Thursday, May 24, 2012
I’ll be speaking on privacy and fair data practices at an upcoming conference. Health information law is a very exciting field. Lawyers, doctors, and start-ups are re-thinking health care as an information industry. The relationships between privacy, “big data,” and trade secrecy will bear a great deal of attention in coming years.
Software-based automation has raised living standards dramatically. It makes factories more efficient, renders vast amounts of information accessible, and daily improves quality of life in barely noticed ways. To realize these types of advances in health care, government and NGOs have begun to catalyze better data collection, retention, and analysis. Life sciences companies need to report more data on drugs and devices. Hospitals and doctors are incentivized to use electronic health records via stimulus funding and rulemaking based on the HITECH Act’s meaningful use and certification requirements.
All these development raise many questions, which I try to address in my seminar, Health Information, Privacy, and Innovation. If any of our readers is interested in a syllabus, I'd be happy to send one. Topics for the class are posed below:
How will traditional intellectual property laws interact with initiatives to make health care more of an information industry? Will the increasing need for cooperation and sharing of information alter the landscape of trade secrecy and other IP protections that have often siloed health data? Will providers find alternative funding sources for the collection, retention, and analysis of data, as some traditional IP protections appear increasingly outdated in a world of “big data” and market-driven transparency?
Medical privacy law has focused on assuring the privacy, security, and accuracy of medical data. The post-ACA landscape will include more concern about balancing privacy, innovation, access, and cost-control. Advanced information technology has raised a number of new questions. Beyond HIPAA and HITECH regulation, consumer protection law plays an important role in these fields. (For example, the FTC recently required firms that “score” the health status of individuals based on their pharmacy records to disclose these records to scored individuals.)

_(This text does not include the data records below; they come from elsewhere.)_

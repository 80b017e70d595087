use std::time::Duration;

use serde_json::Value;
use tokio::io::{AsyncBufReadExt, AsyncReadExt, AsyncWriteExt, BufReader};
use tokio::net::{UnixListener, UnixStream};

use crate::foundation::core::CanvasId;
use crate::foundation::error::{CanvasError, CanvasResult};
use crate::ipc::address::{SocketAddress, SocketResolver};
use crate::ipc::client::{DEFAULT_TIMEOUT, MAX_FRAME_BYTES};
use crate::ipc::protocol::{Command, Reply, decode_command, encode_frame};

/// Live canvas state as seen by the control protocol.
pub trait CanvasHandler {
    /// Apply a configuration patch to the live state.
    fn apply_update(&mut self, config: Value);

    /// Current selection. `None` closes the connection without a reply.
    fn selection(&self) -> Option<Value>;

    /// Current content. `None` closes the connection without a reply.
    fn content(&self) -> Option<Value>;
}

/// Control socket of one canvas.
///
/// Serves connections one after another: each connection carries one command and gets at most
/// one reply before it is closed. A peer that does not send its command within the read timeout
/// is dropped. The socket file is removed when the server is dropped.
#[derive(Debug)]
pub struct CanvasServer {
    listener: UnixListener,
    address: SocketAddress,
    read_timeout: Duration,
}

impl CanvasServer {
    /// Bind the address `resolver` derives for `id`, replacing a stale socket file.
    ///
    /// Must be called from within a tokio runtime.
    pub fn bind(resolver: &SocketResolver, id: &CanvasId) -> CanvasResult<Self> {
        let address = resolver.resolve(id);
        let path = address.path();
        if let Some(dir) = path.parent() {
            std::fs::create_dir_all(dir).map_err(|e| {
                CanvasError::connection(format!("create socket dir '{}': {e}", dir.display()))
            })?;
        }
        if path.exists() {
            std::fs::remove_file(path).map_err(|e| {
                CanvasError::connection(format!("remove stale socket '{address}': {e}"))
            })?;
        }
        let listener = UnixListener::bind(path)
            .map_err(|e| CanvasError::connection(format!("bind '{address}': {e}")))?;
        tracing::debug!(canvas = %id, socket = %address, "canvas listening");
        Ok(Self {
            listener,
            address,
            read_timeout: DEFAULT_TIMEOUT,
        })
    }

    /// Replace the bound on waiting for a connection's command frame.
    pub fn with_read_timeout(mut self, timeout: Duration) -> Self {
        self.read_timeout = timeout;
        self
    }

    /// Address this server is listening on.
    pub fn address(&self) -> &SocketAddress {
        &self.address
    }

    /// Serve connections until accepting fails.
    ///
    /// Errors on individual connections are logged and do not stop the loop.
    pub async fn serve<H: CanvasHandler>(&self, handler: &mut H) -> CanvasResult<()> {
        loop {
            self.serve_one(handler).await?;
        }
    }

    /// Accept and fully handle exactly one connection.
    pub async fn serve_one<H: CanvasHandler>(&self, handler: &mut H) -> CanvasResult<()> {
        let (stream, _) = self
            .listener
            .accept()
            .await
            .map_err(|e| CanvasError::connection(format!("accept on '{}': {e}", self.address)))?;
        if let Err(e) = handle_connection(stream, handler, self.read_timeout).await {
            tracing::warn!(socket = %self.address, error = %e, "canvas connection failed");
        }
        Ok(())
    }
}

impl Drop for CanvasServer {
    fn drop(&mut self) {
        let _ = std::fs::remove_file(self.address.path());
    }
}

async fn handle_connection<H: CanvasHandler>(
    mut stream: UnixStream,
    handler: &mut H,
    read_timeout: Duration,
) -> CanvasResult<()> {
    let mut line = Vec::new();
    let mut reader = BufReader::new((&mut stream).take(MAX_FRAME_BYTES));
    let read = tokio::time::timeout(read_timeout, reader.read_until(b'\n', &mut line)).await;
    drop(reader);
    let n = match read {
        Ok(read) => read.map_err(|e| CanvasError::connection(format!("read command: {e}")))?,
        Err(_) => {
            tracing::warn!(
                timeout_ms = read_timeout.as_millis() as u64,
                "dropping connection that sent no command"
            );
            let _ = stream.shutdown().await;
            return Ok(());
        }
    };
    if n == 0 {
        return Ok(());
    }

    let command = match decode_command(&line) {
        Ok(cmd) => cmd,
        Err(e) => {
            tracing::warn!(error = %e, "ignoring undecodable command");
            let _ = stream.shutdown().await;
            return Ok(());
        }
    };

    let reply = match command {
        Command::Update { config } => {
            handler.apply_update(config);
            None
        }
        Command::GetSelection => handler.selection().map(|data| Reply::Selection { data }),
        Command::GetContent => handler.content().map(|data| Reply::Content { data }),
    };

    if let Some(reply) = reply {
        stream
            .write_all(&encode_frame(&reply)?)
            .await
            .map_err(|e| CanvasError::connection(format!("write reply: {e}")))?;
    }
    let _ = stream.shutdown().await;
    Ok(())
}

#[cfg(test)]
#[path = "../../tests/unit/ipc/server.rs"]
mod tests;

Patients are opting to personalize their health records with the help of cloud computing firms; what law governs this digital migration? There is increasing concern about the role of “incidental findings” in medical research and practice; how will regulators and professional groups address them? When employers demand access to employee health records, in what ways can they use them to profile the employee?
We also need to examine the legal aspects of data portability, integrity, and accuracy. When two health records conflict, which takes priority? What is “meaningful use” of an electronic health records system, and how will regulators and vendors assure interoperability between systems? The course will also cover innovators’ efforts to protect their health data systems using contracts, technology, trade secrecy, patents, and copyright, and “improvers’” efforts to circumvent those legal and technological barriers to openness.
Finally, what are pharmaceutical companies’ past and present strategies regarding the disclosure of their research, including non-publication of adverse results and ghostwriting of positive outcomes? Will a “reproducible research” movement, popular in the hard sciences, reach pharmaceutical firms? Insurer data will also be a target of reformers (including trade-secret protection of prices paid to hospitals, conflicts over the interpretation of disclosure requirements in the ACA, and state regulation of insurer-run doctor-rating sites). Quality improvement and pilot programs will need good provider and insurer data–how we will ensure they have them?